I wonder if flowers worry when they start to droop for lack
of water. Probably not, since we don’t consider them sentient beings any more
than we believe rocks to have self-knowledge and be capable of feeling pain
and. As for trees, we may have some feeling of them having a kind of
self-knowledge that we can’t understand but do they worry, do they scream in
pain when an ax or chainsaw cuts into their bark and limbs? I hope not, but you
know, I’m not sure, and I’m not certain that that is something I should worry
about, as much as I love trees. The same goes for the ocean or any body of
water, sacred spaces, or maybe a house in which I have happy memories.
Just reading the news even very briefly is enough to give a
body cause for worry, at least in my case, it does. I can only take so much
news unless it’s about the royal family, a hero, either human or animal or some
other kind of uplifting story — those things I can handle. I can’t worry about
whether we’re going to get bombed by somebody, or we’re going to attack
somebody, not to mention tear families
apart with no plan as to how to reunite them. I feel helpless because it seems
there’s nothing I can do to prevent it.
I can vote and encourage others to do the same, but ultimately I have
only one vote that can be counted, so I guess I would just have to leave that
part of life to God and go on with the rest of my existence.

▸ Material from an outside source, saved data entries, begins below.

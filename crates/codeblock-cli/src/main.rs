//! Codeblock CLI
//!
//! Renders code blocks annotated with highlight markers to HTML, shows how a
//! block will be emphasized, and copies block sources to the clipboard.

mod cli;
mod commands;
mod error;
mod logging;
mod settings;

use clap::Parser;
use colored::Colorize;

use cli::{Cli, Commands};
use error::Result;
use settings::Settings;

fn main() {
    if let Err(e) = run() {
        eprintln!("{}: {}", "error".red().bold(), e);
        std::process::exit(1);
    }
}

fn run() -> Result<()> {
    let cli = Cli::parse();

    if let Err(e) = logging::init(cli.verbose) {
        eprintln!("{}: failed to initialize logging: {}", "warning".yellow(), e);
    }
    tracing::debug!("Verbose mode enabled");

    let Some(command) = cli.command else {
        // No command provided - show help hint
        println!("{} Render highlighted code blocks", "codeblock".green().bold());
        println!();
        println!("Run {} for available commands.", "codeblock --help".cyan());
        return Ok(());
    };

    let cwd = std::env::current_dir()?;
    let mut settings = Settings::discover(cli.config.as_deref(), &cwd)?;
    if let Some(scope) = cli.region_scope.as_deref() {
        settings.region_scope = scope.parse()?;
    }

    execute_command(command, &settings)
}

fn execute_command(cmd: Commands, settings: &Settings) -> Result<()> {
    match cmd {
        Commands::Render {
            file,
            language,
            copy_button,
            output,
        } => commands::run_render(
            &file,
            language.as_deref(),
            copy_button,
            output.as_deref(),
            settings,
        ),
        Commands::Annotate {
            file,
            language,
            json,
        } => commands::run_annotate(&file, language.as_deref(), json, settings),
        Commands::Copy { file, block } => commands::run_copy(&file, block, settings),
        Commands::Languages => commands::run_languages(),
    }
}

#[cfg(test)]
mod tests {
    use super::*;

    #[test]
    fn test_cli_error_user() {
        let error = crate::error::CliError::user("test error");
        assert_eq!(format!("{}", error), "test error");
    }

    #[test]
    fn test_parse_render_command() {
        let cli = Cli::parse_from(["codeblock", "render", "page.md", "--copy-button"]);
        assert_eq!(
            cli.command,
            Some(Commands::Render {
                file: "page.md".into(),
                language: None,
                copy_button: true,
                output: None,
            })
        );
    }

    #[test]
    fn test_parse_global_flags_after_subcommand() {
        let cli = Cli::parse_from([
            "codeblock",
            "annotate",
            "train.py",
            "--json",
            "--region-scope",
            "shared",
            "-v",
        ]);
        assert!(cli.verbose);
        assert_eq!(cli.region_scope.as_deref(), Some("shared"));
    }

    #[test]
    fn test_copy_block_defaults_to_first() {
        let cli = Cli::parse_from(["codeblock", "copy", "page.md"]);
        assert_eq!(
            cli.command,
            Some(Commands::Copy {
                file: "page.md".into(),
                block: 1,
            })
        );
    }
}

Jesus said in Matthew, “So do not worry about tomorrow, for
tomorrow will bring worries of its own. Today’s trouble is enough for today
(6:34) .” I wish I could say it’s an easy thing to do, but when the checking
account doesn't cover next week’s groceries, or the heating element in the oven
burns up, or some other situation arises where I have little or no control,
it’s hard not to worry. If I stay in that moment, I will still end up worrying
about what’s going to happen tomorrow? Well, what can I do about it now? What
possible thing could I do to change tomorrow when I don’t know what’s coming?
The 12-step programs have a common prayer, part of which
members recite at every group meeting that covers pretty much what Jesus was
telling us to do in that verse in Matthew:
God, grant me the serenity to
accept the things I cannot change, the courage to change the things I can, and the wisdom to know the difference. –
Reinhold Niebuhr
That prayer has been my mantra for many years. It’s the one
I say just before I go to sleep, and it comes to mind in times of stress,
because of having repeated it so often, I have learned to let it take my
worries and rid me of them at least for the moment. If I can’t change
something, it reminds me that the serenity and calmness are what I need rather
than struggling against inevitability. I’ve learned patience from that prayer.
I’ve learned not just to accept things I can’t change but also the guidance to
find a way to change what I can, namely myself. The third thing is the wisdom
to know the difference, to stop trying to climb mountains that are only small
hills or purposefully listening to a friend rather than trying to solve their difficulties
through my suggestions of how it should be done.
Today I will work to not worry about things that Jesus and
Reinhold Niebuhr warned me about. I will
also use the verse from Matthew and the serenity prayer together to stop being
fearful of the future and concentrate on living in the present. It sounds like
a pretty good plan to me, and it does work. I know that from experience.